HMS Royal George was a 100 gun First Rate ship of the line, built to the 1745 Establishment, which is now more famous for having foundered at her mooring in Portsmouth Harbour with huge loss of life.

An Establishment was a series of detailed specifications within which the Master Shipwright at a shipyard was expected to design a new ship. The Age of the Establishments lasted until the mid 1750's and ended because on the whole, the ships built to the 1745 Establishment, particularly the Third Rate ships of 70 and 80 guns were unsuccessful, slow, cumbersome and sailed badly. French and Spanish ships of the same period were superior in many ways. The Age of the Establishments came to an end when the Surveyors of the Navy, starting with Sir Thomas Slade began to produce the designs centrally, enabling ships of identical design to be built at different shipyards.

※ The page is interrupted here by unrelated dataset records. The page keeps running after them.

use rand::Rng;

pub struct Corpus {
    pub patterns: Vec<Vec<u8>>,
    pub haystack: Vec<u8>,
}

/// Generates `n` random lowercase patterns and a haystack of `len` bytes that
/// contains some of them.
pub fn random(n: usize, len: usize) -> Corpus {
    let mut rng = rand::thread_rng();
    let patterns: Vec<Vec<u8>> = (0..n)
        .map(|_| {
            let m = rng.gen_range(1..=8);
            (0..m).map(|_| rng.gen_range(b'a'..=b'f')).collect()
        })
        .collect();
    let mut haystack = Vec::with_capacity(len);
    while haystack.len() < len {
        if !patterns.is_empty() && rng.gen_ratio(1, 8) {
            haystack.extend_from_slice(&patterns[rng.gen_range(0..patterns.len())]);
        } else {
            haystack.push(rng.gen_range(b'a'..=b'z'));
        }
    }
    haystack.truncate(len);
    Corpus { patterns, haystack }
}
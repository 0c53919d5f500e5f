use std::fmt;

/// A convenient type alias for results in this crate.
pub type Result<T> = std::result::Result<T, Error>;

/// An error that can occur while building an automaton.
///
/// Searching never fails. Building only fails when the automaton would need
/// more states than the configured [`state_limit`][crate::Builder::state_limit]
/// or than can be addressed by a state identifier.
#[derive(Clone)]
pub struct Error {
    msg: String,
    limit: usize,
}

impl Error {
    pub(crate) fn state_limit(limit: usize) -> Self {
        Self {
            msg: format!("automaton exceeds the state limit of {limit}"),
            limit,
        }
    }

    pub(crate) fn state_id_overflow(limit: usize) -> Self {
        Self {
            msg: format!("state identifier space exhausted after {limit} states"),
            limit,
        }
    }

    /// The maximum number of states that was exceeded.
    pub fn limit(&self) -> usize {
        self.limit
    }
}

impl std::error::Error for Error {}

impl fmt::Debug for Error {
    fn fmt(&self, f: &mut fmt::Formatter<'_>) -> fmt::Result {
        f.debug_struct("Error")
            .field("msg", &self.msg)
            .field("limit", &self.limit)
            .finish()
    }
}

impl fmt::Display for Error {
    fn fmt(&self, f: &mut fmt::Formatter<'_>) -> fmt::Result {
        write!(f, "{}", self.msg)
    }
}
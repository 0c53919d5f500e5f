//! Find every occurrence of many byte patterns in a single pass.
//!
//! # Features
//!
//! - Reports *all* occurrences, including overlapping and nested ones
//! - Linear time in the length of the haystack plus the number of matches
//! - Build once, then search from any number of threads without locking
//! - Eager ([`Automaton::search`]) and lazy
//!   ([`Automaton::find_overlapping_iter`]) searching
//! - Optional [`serde`] support for [`Match`]
//!
//! # Getting started
//!
//! Your entry point is the [`Automaton`] struct. An automaton is built once
//! from a fixed list of patterns. Each pattern is identified by its position
//! in that list.
//!
//! ```
//! let ac = acscan::Automaton::new(["he", "she", "his", "hers"]);
//! ```
//!
//! Then [`.search`][Automaton::search] returns every match, ordered by where
//! each match ends.
//!
//! ```
//! # let ac = acscan::Automaton::new(["he", "she", "his", "hers"]);
//! let matches: Vec<_> = ac
//!     .search("ushers")
//!     .iter()
//!     .map(|m| (m.pattern_id(), m.start(), m.end()))
//!     .collect();
//! assert_eq!(matches, [(1, 1, 4), (0, 2, 4), (3, 2, 6)]);
//! ```
//!
//! Matches ending at the same position are reported from the longest to the
//! shortest pattern, so above "she" is reported before "he".
//!
//! # Examples
//!
//! ### Search lazily
//!
//! [`.find_overlapping_iter`][Automaton::find_overlapping_iter] reads the
//! haystack only as far as needed to produce the next match.
//!
//! ```
//! let ac = acscan::Automaton::new(["abc", "bc", "c"]);
//! let first = ac.find_overlapping_iter("xxabcxx").next().unwrap();
//! assert_eq!((first.pattern_id(), first.start(), first.end()), (0, 2, 5));
//! ```
//!
//! ### Configure the automaton
//!
//! A [`Builder`] can trade memory for speed or cap the size of the
//! automaton.
//!
//! ```
//! let ac = acscan::Automaton::builder()
//!     .dense(true)
//!     .state_limit(64)
//!     .build(["foo", "bar"])?;
//! assert!(ac.is_match("foobar"));
//!
//! let err = acscan::Automaton::builder()
//!     .state_limit(4)
//!     .build(["foo", "bar"])
//!     .unwrap_err();
//! assert_eq!(err.to_string(), "automaton exceeds the state limit of 4");
//! # Ok::<(), acscan::Error>(())
//! ```
//!
//! ### Search from many threads
//!
//! ```
//! let ac = acscan::Automaton::new(["needle"]);
//! std::thread::scope(|s| {
//!     for haystack in ["haystack", "a needle here"] {
//!         let ac = &ac;
//!         s.spawn(move || ac.search(haystack));
//!     }
//! });
//! ```
//!
//! # Logging
//!
//! Building an automaton emits diagnostics through the [`log`] crate: the
//! size of the automaton at `debug` level and every linked state at `trace`
//! level. No logger is installed by this crate.

mod automaton;
mod error;

pub use crate::automaton::{Automaton, Builder, FindOverlappingIter, Match};
pub use crate::error::{Error, Result};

HMS Royal George was unusual in that when built, she wasn't actually a completely new ship (if that makes sense). The ship had started her life as a 90 gun First Rate ship called HMS St Andrew, originally built at Deptford and launched in 1670. That ship served until 1702, when she was broken up at Woolwich and rebuilt as HMS Royal Anne, being re-launched in 1704. HMS Royal Anne then served until 1727, when she was broken up at Chatham, the intention being to rebuild her again. This didn't happen and her timbers were stored at Chatham. At some point, they must have been taken to the Woolwich Royal Dockyard to be rebuilt again, because HMS Royal Anne was ordered to be rebuilt there in 1746, at the height of the War of Austrian Succession The ship which emerged from each of these rebuilds only bore a small resemblence to the ships previous appearance and so it was with her second rebuild.

The 'new' ship was designed by William Lee, Master Shipwright at Woolwich Royal Dockyard within the 1745 Establishment for a 100 gun First Rate ship, so a considerable amount of new timber was used in the latest rebuild, as the new ship was 8 ft longer and 300 tons heavier than the old one. She was one of two First rate ships built to the 1745 Establishment, the other was HMS Britannia, launched at Portsmouth in 1762 and broken up at Plymouth in 1825.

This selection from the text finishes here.